EXERCISE REQUIREMENTS :: Take every line containing "hrefs" from the material and copy it.

EXTRACTED RECORDS ::

- Opening Delimiter -

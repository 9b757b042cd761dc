//! Output module for reporting site search results
//!
//! This module handles:
//! - Summarizing a finished `SiteSearch`
//! - Generating the markdown report

mod markdown;
mod traits;

pub use markdown::{format_markdown_summary, generate_markdown_summary, MarkdownWriter};
pub use traits::{FoundMatch, KeyMatches, OutputError, OutputResult, SearchSummary, SummaryWriter};
//! HTML parser adapter
//!
//! This module turns page text into an owned `ParsedPage` holding:
//! - The page title
//! - Every non-blank text node (searched by the patterns)
//! - The `src` of every `<frame>`
//! - The `href` of every `<a>`
//!
//! The parsed document itself is dropped before returning, so a
//! `ParsedPage` can be held across awaits.

use crate::search::find_matches;
use regex::Regex;
use scraper::{Html, Selector};

/// Extracted information from an HTML page
#[derive(Debug, Clone, Default, PartialEq, Eq)]
pub struct ParsedPage {
    /// The page title (from <title> tag)
    pub title: Option<String>,

    /// Text nodes in document order
    pub texts: Vec<String>,

    /// Frame sources as written in the page
    pub frames: Vec<String>,

    /// Anchor hrefs as written in the page
    pub hrefs: Vec<String>,
}

impl ParsedPage {
    /// Runs `regex` against every text node, in document order
    pub fn find_patterns(&self, regex: &Regex) -> Vec<String> {
        self.texts
            .iter()
            .flat_map(|text| find_matches(regex, text))
            .collect()
    }
}

/// Parses HTML content into a `ParsedPage`
///
/// # Example
///
/// ```
/// use cbs_scrape::crawler::parse_html;
///
/// let html = r#"<html><head><title>Test</title></head><body><a href="/page">Link</a></body></html>"#;
/// let parsed = parse_html(html);
/// assert_eq!(parsed.title, Some("Test".to_string()));
/// assert_eq!(parsed.hrefs, vec!["/page"]);
/// ```
pub fn parse_html(html: &str) -> ParsedPage {
    let document = Html::parse_document(html);

    ParsedPage {
        title: extract_title(&document),
        texts: extract_texts(&document),
        frames: extract_attribute(&document, "frame[src]", "src"),
        hrefs: extract_attribute(&document, "a[href]", "href"),
    }
}

/// Extracts the page title from the HTML document
fn extract_title(document: &Html) -> Option<String> {
    let title_selector = Selector::parse("title").ok()?;

    document
        .select(&title_selector)
        .next()
        .map(|element| element.text().collect::<String>().trim().to_string())
        .filter(|s| !s.is_empty())
}

fn extract_texts(document: &Html) -> Vec<String> {
    document
        .root_element()
        .text()
        .filter(|text| !text.trim().is_empty())
        .map(str::to_string)
        .collect()
}

/// Collects one attribute of every element matching `selector`
fn extract_attribute(document: &Html, selector: &str, attribute: &str) -> Vec<String> {
    let Ok(selector) = Selector::parse(selector) else {
        return Vec::new();
    };

    document
        .select(&selector)
        .filter_map(|element| element.value().attr(attribute))
        .map(|value| value.trim().to_string())
        .filter(|value| !value.is_empty())
        .collect()
}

- Closing Delimiter -

TASK SOLUTION ::
    /// Anchor hrefs as written in the page
    pub hrefs: Vec<String>,
/// assert_eq!(parsed.hrefs, vec!["/page"]);
        hrefs: extract_attribute(&document, "a[href]", "href"),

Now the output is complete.